Atropina

Quando no filme mais esperado do meu cinema aconteceu um plot twist e fui obrigada a permanecer sentada vendo que tudo que eu tinha criado virou oposição a mim mesma, imaginei sair daquela sala e nunca mais me submeter a assistir nada sobre mim, mas a saída estava trancada e tive que demorar na sala mais do que pensei aguentar. Não aguentei tanto que depois, de alguma forma, eu tinha aguentado. 
Antes mesmo de poder ver novamente a luz do real céu, precisei decidir que a vida continua e a gente continua também, então decidi não mais dirigir atuações alheias, nem mesmo as minhas. E assim fui até cair num ciclone. Neste ciclone, tentei ficar imóvel para não me quebrar muito como antes, como sempre antes. Alguém segurou em minha mão sem antes mesmo me dizer o próprio papel que tinha. E eu, em algum momento próximo ao anterior, tentei segurar na de outro alguém. Lembremos que o modelo de ser humano completo comporta duas mãos. Soltei a mão que segurei porque me arrependi, lembra que eu não quero dirigir?

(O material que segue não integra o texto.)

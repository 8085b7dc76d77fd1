// ABOUTME: Favorites Toggle database operations
// ABOUTME: Idempotent add/remove of user-recipe favorite edges and summary listings

use super::Database;
use crate::errors::{AppError, AppResult};
use crate::models::RecipeSummary;
use chrono::Utc;
use serde::{Deserialize, Serialize};
use sqlx::Row;
use uuid::Uuid;

/// Direction of a favorites toggle
#[derive(Debug, Clone, Copy, PartialEq, Eq, Serialize, Deserialize)]
#[serde(rename_all = "lowercase")]
pub enum FavoriteAction {
    Add,
    Remove,
}

impl FavoriteAction {
    /// Parse from the two accepted request literals
    #[must_use]
    pub fn parse(s: &str) -> Option<Self> {
        match s {
            "add" => Some(Self::Add),
            "remove" => Some(Self::Remove),
            _ => None,
        }
    }
}

impl Database {
    /// Create the favorites edge table
    pub(super) async fn migrate_favorites(&self) -> AppResult<()> {
        sqlx::query(
            r"
            CREATE TABLE IF NOT EXISTS favorites (
                user_id TEXT NOT NULL REFERENCES users(id) ON DELETE CASCADE,
                recipe_id TEXT NOT NULL REFERENCES recipes(id) ON DELETE CASCADE,
                created_at TEXT NOT NULL,
                PRIMARY KEY (user_id, recipe_id)
            )
            ",
        )
        .execute(self.pool())
        .await?;

        Ok(())
    }

    /// Connect or disconnect a recipe from a user's favorites.
    ///
    /// Both directions are idempotent: adding an existing edge and removing
    /// an absent one are no-op successes.
    ///
    /// # Errors
    ///
    /// Returns a not-found error when the user or recipe does not exist, or
    /// a database error if the store fails.
    pub async fn set_favorite(
        &self,
        user_id: Uuid,
        recipe_id: Uuid,
        action: FavoriteAction,
    ) -> AppResult<()> {
        self.get_user(user_id)
            .await?
            .ok_or_else(|| AppError::not_found(format!("User {user_id}")))?;

        if !self.recipe_exists(recipe_id).await? {
            return Err(AppError::not_found(format!("Recipe {recipe_id}")));
        }

        match action {
            FavoriteAction::Add => {
                sqlx::query(
                    r"
                    INSERT OR IGNORE INTO favorites (user_id, recipe_id, created_at)
                    VALUES ($1, $2, $3)
                    ",
                )
                .bind(user_id.to_string())
                .bind(recipe_id.to_string())
                .bind(Utc::now().to_rfc3339())
                .execute(self.pool())
                .await
                .map_err(|e| AppError::database(format!("Failed to add favorite: {e}")))?;
            }
            FavoriteAction::Remove => {
                sqlx::query("DELETE FROM favorites WHERE user_id = $1 AND recipe_id = $2")
                    .bind(user_id.to_string())
                    .bind(recipe_id.to_string())
                    .execute(self.pool())
                    .await
                    .map_err(|e| AppError::database(format!("Failed to remove favorite: {e}")))?;
            }
        }

        Ok(())
    }

    /// List a user's favorited recipes projected to summaries, most recently
    /// favorited first. Never returns the full recipe graph.
    ///
    /// # Errors
    ///
    /// Returns an error if the store fails.
    pub async fn list_favorites(&self, user_id: Uuid) -> AppResult<Vec<RecipeSummary>> {
        let rows = sqlx::query(
            r"
            SELECT r.id, r.title, r.description, r.image_url, r.cooking_time_minutes, r.difficulty
            FROM favorites f
            JOIN recipes r ON r.id = f.recipe_id
            WHERE f.user_id = $1
            ORDER BY f.created_at DESC
            ",
        )
        .bind(user_id.to_string())
        .fetch_all(self.pool())
        .await
        .map_err(|e| AppError::database(format!("Failed to list favorites: {e}")))?;

        rows.iter()
            .map(|row| {
                let id: String = row.try_get("id")?;
                Ok(RecipeSummary {
                    id: super::allergies::parse_id(&id)?,
                    title: row.try_get("title")?,
                    description: row.try_get("description")?,
                    image_url: row.try_get("image_url")?,
                    cooking_time_minutes: row.try_get("cooking_time_minutes")?,
                    difficulty: row.try_get("difficulty")?,
                })
            })
            .collect()
    }

    /// List only the identifiers of a user's favorites, for cheap client-side
    /// membership checks. Returns an empty collection, never an error, when
    /// the user has no favorites or the identifier matches no user.
    ///
    /// # Errors
    ///
    /// Returns an error if the store fails.
    pub async fn list_favorite_ids(&self, user_id: Uuid) -> AppResult<Vec<Uuid>> {
        let rows = sqlx::query("SELECT recipe_id FROM favorites WHERE user_id = $1")
            .bind(user_id.to_string())
            .fetch_all(self.pool())
            .await
            .map_err(|e| AppError::database(format!("Failed to list favorite ids: {e}")))?;

        rows.iter()
            .map(|row| {
                let id: String = row.try_get("recipe_id")?;
                super::allergies::parse_id(&id)
            })
            .collect()
    }
}

#[cfg(test)]
mod tests {
    use super::*;

    #[test]
    fn test_action_literals() {
        assert_eq!(FavoriteAction::parse("add"), Some(FavoriteAction::Add));
        assert_eq!(FavoriteAction::parse("remove"), Some(FavoriteAction::Remove));
        assert_eq!(FavoriteAction::parse("toggle"), None);
        assert_eq!(FavoriteAction::parse("ADD"), None);
    }
}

Agora, pela ansiedade de uma criança mimada, fico esperando essa mão segurar com força na minha e não permitir que eu me solte e voe sem rumo. 
Lembremos, porém, que há outra mão. Lembremos que tenho duas. Lembremos que, um dia, tudo que quis foi a sua. Um dia pensei que tudo que eu precisava era de uma terceira. Outro dia desejei nunca mais desejar além das minhas duas próprias. Sabe, você me salvou de um transtorno mental cansativo e fracassado, mesmo que tenha me dado um transtorno severamente forte e com sucesso de um real transtorno, daqueles que cegam e enfiam um prego tão fundo que, mesmo hoje, sabendo que tá tudo bem com sua ausência, não sei onde colocar minhas mãos. 
Sabe aquele desconforto em estar na frente de uma pessoa e não saber o que fazer com as mãos? O que eu faço com minhas mãos? A indecisão parece um monstro na sala que avisa que tá vindo pro quarto me matar se eu não decidir sair ou ir lá destruí-lo. Hoje eu sou você que dizia sempre que tudo permanece aberto enquanto não escolhemos. Você nunca me escolheu. E se eu não escolher alguém, nem sequer a mim mesma, todos cairemos e iremos apodrecer, mas mais uma vez: eu estou exausta de dirigir tudo. Então, por tudo que existe de mais sagrado: o que eu faço com minhas mãos?
De um lado, há a firme decisão de que o tempo não significa nada perto do querer. Concordo.
De outro, a racional visão de que tudo no seu tempo e que nossos pulmões precisam de ar para não sufocarmos com a pressa. E concordo.
Tenho, hoje, exatamente duas partes de mim fora do meu corpo e não sei o que fazer porque o fato de entrar no mundo da magia rosa seria o medo de acabar amanhã e ter rapidamente que aproveitar enquanto existe, correr o perigo de ver que tudo foi uma fantasia rápida de um pensamento mal elaborado pela falta de tempo que deixei de dar e o fato de, com as mãos na cintura, esperar o tempo dizer quem é quem e o que cada quem realmente deseja é encarar a possibilidade de ver que ninguém quer nada. 
Engraçado é que tudo que passei ultimamente foi me frustrar pela indecisão alheia. Agora a alheia sou eu.